Elle obtempère avec méfiance. A la fin, Pascal lui demande juste:

– Et avec quoi mange-t-on la soupe?

– Une fourchette, articule-t-elle précisément comme pour montrer qu'elle ne dira pas bourchette une fois de plus.

Puis comprenant sa méprise, elle tente de revenir sur sa réponse:

– Heu… je voulais dire une cuillère, bien sûr… Zut! Vous m'avez eue.

– Voilà un petit conditionnement rapide. Tout le monde se fait avoir. Vous pouvez le tester sur votre entourage.

Isidore observe la pièce. Toute la décoration est axée sur le thème du cerveau. Il y a des collections de petits jouets chinois constitués de cerveaux en plastique munis de pattes qui sautillent lorsqu'on remonte leur ressort. Il y a des cerveaux en plâtre. Des monstres robots de science-fiction dont la tête est ouverte et le cerveau visible par transparence.

Le lapin blanc commence à montrer des signes d'agressivité et, pour le calmer, Pascal le remet dans sa cage. Il manifeste de plus en plus de nervosité.

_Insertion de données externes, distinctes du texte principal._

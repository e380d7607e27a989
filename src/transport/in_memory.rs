//! Loopback link between two devices in one process.
//!
//! Messages are framed with [`crate::codec`] on send and decoded on receive,
//! so both ends see exactly what a radio link would deliver.

use std::collections::VecDeque;
use std::sync::{Arc, Mutex};

use anyhow::anyhow;
use tokio::task::yield_now;

use crate::codec;
use crate::protocol::Message;
use crate::transport::Transport;

type Queue = Arc<Mutex<VecDeque<Vec<u8>>>>;

pub struct InMemoryTransport {
    inbox: Queue,
    outbox: Queue,
}

impl InMemoryTransport {
    /// Two connected ends.
    pub fn pair() -> (Self, Self) {
        let a = Arc::new(Mutex::new(VecDeque::new()));
        let b = Arc::new(Mutex::new(VecDeque::new()));
        (
            Self {
                inbox: a.clone(),
                outbox: b.clone(),
            },
            Self {
                inbox: b,
                outbox: a,
            },
        )
    }

    /// Push raw bytes at the peer, bypassing the encoder.
    pub fn send_raw(&mut self, frame: Vec<u8>) -> anyhow::Result<()> {
        self.outbox
            .lock()
            .map_err(|_| anyhow!("link poisoned"))?
            .push_back(frame);
        Ok(())
    }
}

#[async_trait::async_trait]
impl Transport for InMemoryTransport {
    async fn send(&mut self, msg: Message) -> anyhow::Result<()> {
        let frame = codec::encode(&msg)?;
        self.send_raw(frame)
    }

    async fn recv(&mut self) -> anyhow::Result<Message> {
        loop {
            let frame = self
                .inbox
                .lock()
                .map_err(|_| anyhow!("link poisoned"))?
                .pop_front();
            if let Some(frame) = frame {
                return codec::decode(&frame);
            }
            if Arc::strong_count(&self.inbox) == 1 {
                return Err(anyhow!("link closed"));
            }
            yield_now().await;
        }
    }
}
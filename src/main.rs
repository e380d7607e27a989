use anyhow::anyhow;
use battleship_link::display::{render_boards, LogSink};
use battleship_link::{
    init_logging, Autopilot, Device, FleetConfig, Game, InMemoryTransport, OceanGrid, Outcome,
    Seat, ShipSpec, GRID_SIZE,
};
use clap::{Parser, Subcommand};
use rand::rngs::SmallRng;
use rand::SeedableRng;
use tokio::time::Duration;

#[derive(Parser)]
#[command(author, version, about = "Two-device Battleship over a simulated peer link", long_about = None)]
struct Cli {
    #[command(subcommand)]
    command: Commands,
}

#[derive(Subcommand)]
enum Commands {
    /// Run two self-playing devices against each other.
    Duel {
        #[arg(long, help = "Fix RNG seed for reproducible games (e.g., --seed 12345)")]
        seed: Option<u64>,
        #[arg(long = "ship", value_name = "NAME:LEN", help = "Fleet entry, repeat per ship in placement order")]
        ships: Vec<ShipSpec>,
        #[arg(long, default_value_t = 1)]
        games: usize,
        #[arg(long, default_value_t = 0, help = "Minimum spacing between button presses")]
        debounce_ms: u64,
        #[arg(long, help = "Print both devices' grids after each game")]
        show_boards: bool,
    },
    /// Print one random fleet placement.
    Place {
        #[arg(long)]
        seed: Option<u64>,
        #[arg(long = "ship", value_name = "NAME:LEN")]
        ships: Vec<ShipSpec>,
    },
}

fn fleet_from(ships: Vec<ShipSpec>) -> FleetConfig {
    if ships.is_empty() {
        FleetConfig::default()
    } else {
        FleetConfig::new(ships)
    }
}

fn rng_for(seed: Option<u64>, offset: u64) -> SmallRng {
    match seed {
        Some(s) => SmallRng::seed_from_u64(s.wrapping_add(offset)),
        None => SmallRng::from_rng(&mut rand::rng()),
    }
}

#[tokio::main]
async fn main() -> anyhow::Result<()> {
    init_logging();
    let cli = Cli::parse();

    match cli.command {
        Commands::Duel {
            seed,
            ships,
            games,
            debounce_ms,
            show_boards,
        } => {
            let fleet = fleet_from(ships);
            if let Some(s) = seed {
                println!("Using fixed seed: {} (games will be reproducible)", s);
            }
            let one = Game::<GRID_SIZE>::new(fleet.clone(), Seat::PlayerOne).map_err(|e| anyhow!(e))?;
            let two = Game::<GRID_SIZE>::new(fleet, Seat::PlayerTwo).map_err(|e| anyhow!(e))?;
            let (link_one, link_two) = InMemoryTransport::pair();
            let debounce = Duration::from_millis(debounce_ms);

            let mut dev_one = Device::new(
                one,
                Autopilot::new(rng_for(seed, 2)),
                link_one,
                LogSink::new("P1"),
                rng_for(seed, 0),
            )
            .with_debounce(debounce);
            let mut dev_two = Device::new(
                two,
                Autopilot::new(rng_for(seed, 3)),
                link_two,
                LogSink::new("P2"),
                rng_for(seed, 1),
            )
            .with_debounce(debounce);

            let mut wins = [0usize; 2];
            for round in 1..=games {
                if round > 1 {
                    dev_one.reset()?;
                    dev_two.reset()?;
                }
                let (res_one, res_two) = tokio::try_join!(dev_one.run(), dev_two.run())?;
                let winner = match (res_one, res_two) {
                    (Outcome::Won, Outcome::Lost) => 0,
                    (Outcome::Lost, Outcome::Won) => 1,
                    other => return Err(anyhow!("devices disagree on the result: {:?}", other)),
                };
                wins[winner] += 1;
                println!(
                    "game {}: player {} won (shots fired: P1 {}, P2 {})",
                    round,
                    winner + 1,
                    dev_one.shots_fired(),
                    dev_two.shots_fired()
                );
                if show_boards {
                    println!("-- P1 --\n{}", render_boards(dev_one.game()));
                    println!("-- P2 --\n{}", render_boards(dev_two.game()));
                }
            }
            println!("final score: P1 {} - P2 {}", wins[0], wins[1]);
        }
        Commands::Place { seed, ships } => {
            let fleet = fleet_from(ships);
            fleet.validate::<GRID_SIZE>().map_err(|e| anyhow!(e))?;
            let grid = OceanGrid::<GRID_SIZE>::place_fleet_randomly(&mut rng_for(seed, 0), &fleet)
                .map_err(|e| anyhow!(e))?;
            println!("{:?}", grid);
            for p in grid.placements() {
                let name = fleet.get(p.id()).map(|s| s.name()).unwrap_or("?");
                println!("{} {:<10} at {:?} {:?}", p.id(), name, p.origin(), p.orientation());
            }
        }
    }
    Ok(())
}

– Mon frère a traversé une phase de mutisme de plusieurs années, dit Pascal Fincher. A cause de notre père. C'était un médecin très sensible. Le problème c'est qu'il était alcoolique, et la boisson le rendait tyrannique et suicidaire. Je me souviens qu'une fois, rien que pour nous impressionner, il a saisi un couteau sur la table et s'est tranché les veines du poignet. Il a tranquillement laissé couler son sang dans l'assiette.

– Et alors?

– Ma mère a très bien réagi. Elle a servi la soupe sur le sang et lui a demandé d'un ton calme s'il avait eu une bonne journée. Il a haussé les épaules, déçu de ne pas nous avoir choqués et est allé se panser le poignet. Ma mère était exemplaire de douceur et d'intelligence. Elle savait prendre son mari et elle savait nous protéger des frasques paternelles. Nous l'aimions tant. Parfois mon père ramenait à la maison des clochards ivrognes et nous obligeait à les traiter comme ses amis. Ma mère, impassible, faisait comme si c'étaient des convives comme les autres. C'est peut-être pour cela que, par la suite, mon frère sut si bien parler aux plus misérables.